Framed differently, if we don't assume the feedback condition, we would be saying that two states that provide the same information to the FAI will provide different information after one time-step. Intuitively, if this were the case, it seems that the FAI wouldn't be able to track ASI's states at all.

We will prove later that this condition actually ensures that the information the FAI receives from the ASI remains consistent after any number of time-steps.

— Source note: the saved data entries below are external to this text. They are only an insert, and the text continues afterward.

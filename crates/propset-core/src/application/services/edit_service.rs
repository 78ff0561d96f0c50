//! Edit Service - main application orchestrator.
//!
//! This service coordinates the entire edit workflow:
//! 1. Validate the request against the operating mode
//! 2. Parse the source (or start from an empty store)
//! 3. Run the mutation engine
//! 4. Serialize and persist the result
//!
//! It implements the driving port (incoming) and uses the driven
//! `Filesystem` port (outgoing). The parse → mutate → serialize core is a
//! pure function with no I/O; the file-backed methods are a thin layer over
//! it.

use std::path::Path;

use tracing::{info, instrument};

use crate::{
    application::{ApplicationError, engine, ports::Filesystem, request::EditRequest},
    domain::PropertiesStore,
    error::PropsetResult,
};

/// Result of one edit pass.
#[derive(Debug, Clone, PartialEq, Eq)]
pub struct EditOutcome {
    /// The serialized properties text, ready to persist.
    pub text: String,
    /// `true` when the store content differs from its pre-mutation state.
    /// Content-based, not "operation attempted": editing a key to the value
    /// it already has reports `false`.
    pub changed: bool,
}

/// Main edit service.
///
/// Orchestrates the parse, mutate, serialize, and persist workflow. Each
/// invocation is a single atomic read-modify-write pass; the service holds
/// no state between calls beyond its filesystem adapter.
pub struct EditService {
    filesystem: Box<dyn Filesystem>,
}

impl EditService {
    /// Create a new edit service with the given filesystem adapter.
    pub fn new(filesystem: Box<dyn Filesystem>) -> Self {
        Self { filesystem }
    }

    /// The pure core: apply `request` to `source` and return the result.
    ///
    /// `source = None` is from-scratch mode: the store starts empty and the
    /// request must contain at least one upsert
    /// ([`ApplicationError::NothingToWrite`] otherwise). Parse failures
    /// propagate as `DomainError`; the engine itself never fails.
    pub fn edit(source: Option<&str>, request: &EditRequest) -> PropsetResult<EditOutcome> {
        if source.is_none() && request.upserts().is_empty() {
            return Err(ApplicationError::NothingToWrite.into());
        }

        let mut store = match source {
            Some(text) => PropertiesStore::parse(text)?,
            None => PropertiesStore::new(),
        };

        let before = store.serialize();
        engine::apply(&mut store, request);
        let text = store.serialize();
        let changed = text != before;

        Ok(EditOutcome { text, changed })
    }

    /// Read side of the file workflow: validate, read the source through
    /// the filesystem port, and run [`edit`](Self::edit) — without writing.
    ///
    /// This is the dry-run ("check mode") entry point; it performs exactly
    /// the validation and I/O failure behavior of [`apply`](Self::apply) up
    /// to the write step.
    #[instrument(skip_all, fields(output = %output.display()))]
    pub fn plan(
        &self,
        input: Option<&Path>,
        output: &Path,
        request: &EditRequest,
    ) -> PropsetResult<EditOutcome> {
        if output.as_os_str().is_empty() {
            return Err(ApplicationError::MissingOutput.into());
        }

        let source = match input {
            Some(path) => Some(self.filesystem.read_to_string(path)?),
            None => None,
        };

        Self::edit(source.as_deref(), request)
    }

    /// Full workflow: [`plan`](Self::plan), then persist the result to
    /// `output`. Any failure before the write step leaves the output file
    /// untouched — there are no partial writes.
    #[instrument(skip_all, fields(output = %output.display()))]
    pub fn apply(
        &self,
        input: Option<&Path>,
        output: &Path,
        request: &EditRequest,
    ) -> PropsetResult<EditOutcome> {
        let outcome = self.plan(input, output, request)?;

        self.filesystem.write_file(output, &outcome.text)?;

        info!(
            changed = outcome.changed,
            bytes = outcome.text.len(),
            "Edit applied"
        );
        Ok(outcome)
    }
}

// ── tests ─────────────────────────────────────────────────────────────────────

#[cfg(test)]
mod tests {
    use super::*;
    use crate::application::ApplicationError;
    use crate::domain::DomainError;
    use crate::error::PropsetError;

    // ── edit: validation ──────────────────────────────────────────────────

    #[test]
    fn from_scratch_without_upserts_is_invalid() {
        let request = EditRequest::builder().build();
        let err = EditService::edit(None, &request).unwrap_err();
        assert!(matches!(
            err,
            PropsetError::Application(ApplicationError::NothingToWrite)
        ));
    }

    #[test]
    fn from_scratch_with_only_removes_is_invalid() {
        // comment/uncomment/remove alone cannot populate an empty store.
        let request = EditRequest::builder().remove("key1").build();
        assert!(EditService::edit(None, &request).is_err());
    }

    #[test]
    fn existing_source_without_upserts_is_valid() {
        let request = EditRequest::builder().remove("key1").build();
        let outcome = EditService::edit(Some("key1=val1\n"), &request).unwrap();
        assert_eq!(outcome.text, "");
        assert!(outcome.changed);
    }

    // ── edit: scenarios from the module contract ──────────────────────────

    #[test]
    fn from_scratch_builds_file_in_upsert_order() {
        // Scenario: no source, three upserts, one of them commented.
        let request = EditRequest::builder()
            .set("key1", "val1")
            .set("key2", "val2")
            .set("key3", "val3")
            .comment("key2")
            .build();
        let outcome = EditService::edit(None, &request).unwrap();
        assert_eq!(outcome.text, "key1=val1\n#key2=val2\nkey3=val3\n");
        assert!(outcome.changed);
    }

    #[test]
    fn edit_existing_combined_operations() {
        // Scenario: comment a key that is already commented (no-op),
        // uncomment one that is already active (no-op), remove one, append
        // one.
        let source = "key1=val1\n#key2=val2\nkey3=val3\n";
        let request = EditRequest::builder()
            .comment("key2")
            .uncomment("key1")
            .remove("key3")
            .set("another.key", "anotherValue")
            .build();
        let outcome = EditService::edit(Some(source), &request).unwrap();
        assert_eq!(
            outcome.text,
            "key1=val1\n#key2=val2\nanother.key=anotherValue\n"
        );
        assert!(outcome.changed);
    }

    #[test]
    fn parse_failure_propagates_and_produces_no_output() {
        let request = EditRequest::builder().set("key1", "val1").build();
        let err = EditService::edit(Some("malformed_line_without_equals\n"), &request).unwrap_err();
        assert!(matches!(
            err,
            PropsetError::Domain(DomainError::MalformedLine { line: 1, .. })
        ));
    }

    // ── edit: changed flag is content-based ───────────────────────────────

    #[test]
    fn noop_edit_reports_unchanged() {
        let source = "key1=val1\n";
        let request = EditRequest::builder().set("key1", "val1").build();
        let outcome = EditService::edit(Some(source), &request).unwrap();
        assert_eq!(outcome.text, source);
        assert!(!outcome.changed);
    }

    #[test]
    fn removing_absent_key_reports_unchanged() {
        let source = "key1=val1\n";
        let request = EditRequest::builder()
            .set("key1", "val1")
            .remove("missing")
            .build();
        let outcome = EditService::edit(Some(source), &request).unwrap();
        assert!(!outcome.changed);
    }

    #[test]
    fn uncommenting_active_key_reports_unchanged() {
        let request = EditRequest::builder().uncomment("key1").build();
        let outcome = EditService::edit(Some("key1=val1\n"), &request).unwrap();
        assert!(!outcome.changed);
    }

    #[test]
    fn value_change_reports_changed() {
        let request = EditRequest::builder().set("key1", "other").build();
        let outcome = EditService::edit(Some("key1=val1\n"), &request).unwrap();
        assert!(outcome.changed);
    }

    // ── edit: idempotence ─────────────────────────────────────────────────

    #[test]
    fn applying_twice_is_idempotent() {
        let request = EditRequest::builder()
            .set("key1", "val1")
            .comment("key2")
            .build();
        let first = EditService::edit(Some("key2=val2\n"), &request).unwrap();
        assert!(first.changed);

        let second = EditService::edit(Some(&first.text), &request).unwrap();
        assert_eq!(second.text, first.text);
        assert!(!second.changed);
    }
}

The basic setup and feedback condition discussed so far are enough for us to define a rule $α_{C} : X_{C} \to X_{C}$ - called the FAI dynamics - that tracks the ASI:

Let $x_{C} \in X_{C}$ , there is $x \in X$ such that $γ (x) = x_{C}$ . Define $α_{C} (x_{C}) = γ (α (x))$
- Note that this definition is unambiguous: if $x^{'} \in X$ is such that $γ (x^{'}) = x_{C}$ , then by the feedback condition, $γ (α (x)) = γ (α (x^{'}))$
Note that $α_{C} \circ γ = γ \circ α$
- This is trivially the case by the definition of $α_{C}$ :
  - For all $x \in X, α_{C} (γ (x)) = γ (α (x))$
- We interpret this result as follows: for a given ASI state $x \in X$ , the FAI's observation from the next state of the ASI is $γ (α (x))$ . On the other hand, the FAI's update based on the current state observation is $α_{C} (γ (x))$ . The result states those are the same: that is, the FAI's state after its own update having observed the current state is the same as the FAI's state observed from the ASI's state update. In other words, the FAI's state after an update corresponds to the observation of the ASI's state after the update.
It's also true that $α_{C}$ is unique: it is the only map $α_{C} : X_{C} \to X_{C}$ such that $α_{C} \circ γ = γ \circ α$
- Assume $α_{C, 1}, α_{C, 2} satisfy α_{C, i} \circ γ = γ \circ α$ . Then let $x_{C} = γ (x) \in X_{C}, α_{C, 1} (x_{C}) = α_{C, 1} (γ (x)) = γ (α (x)) = α_{C, 2} (γ (x)) = α_{C, 2} (x_{C})$

Commutative diagram illustrating this first result.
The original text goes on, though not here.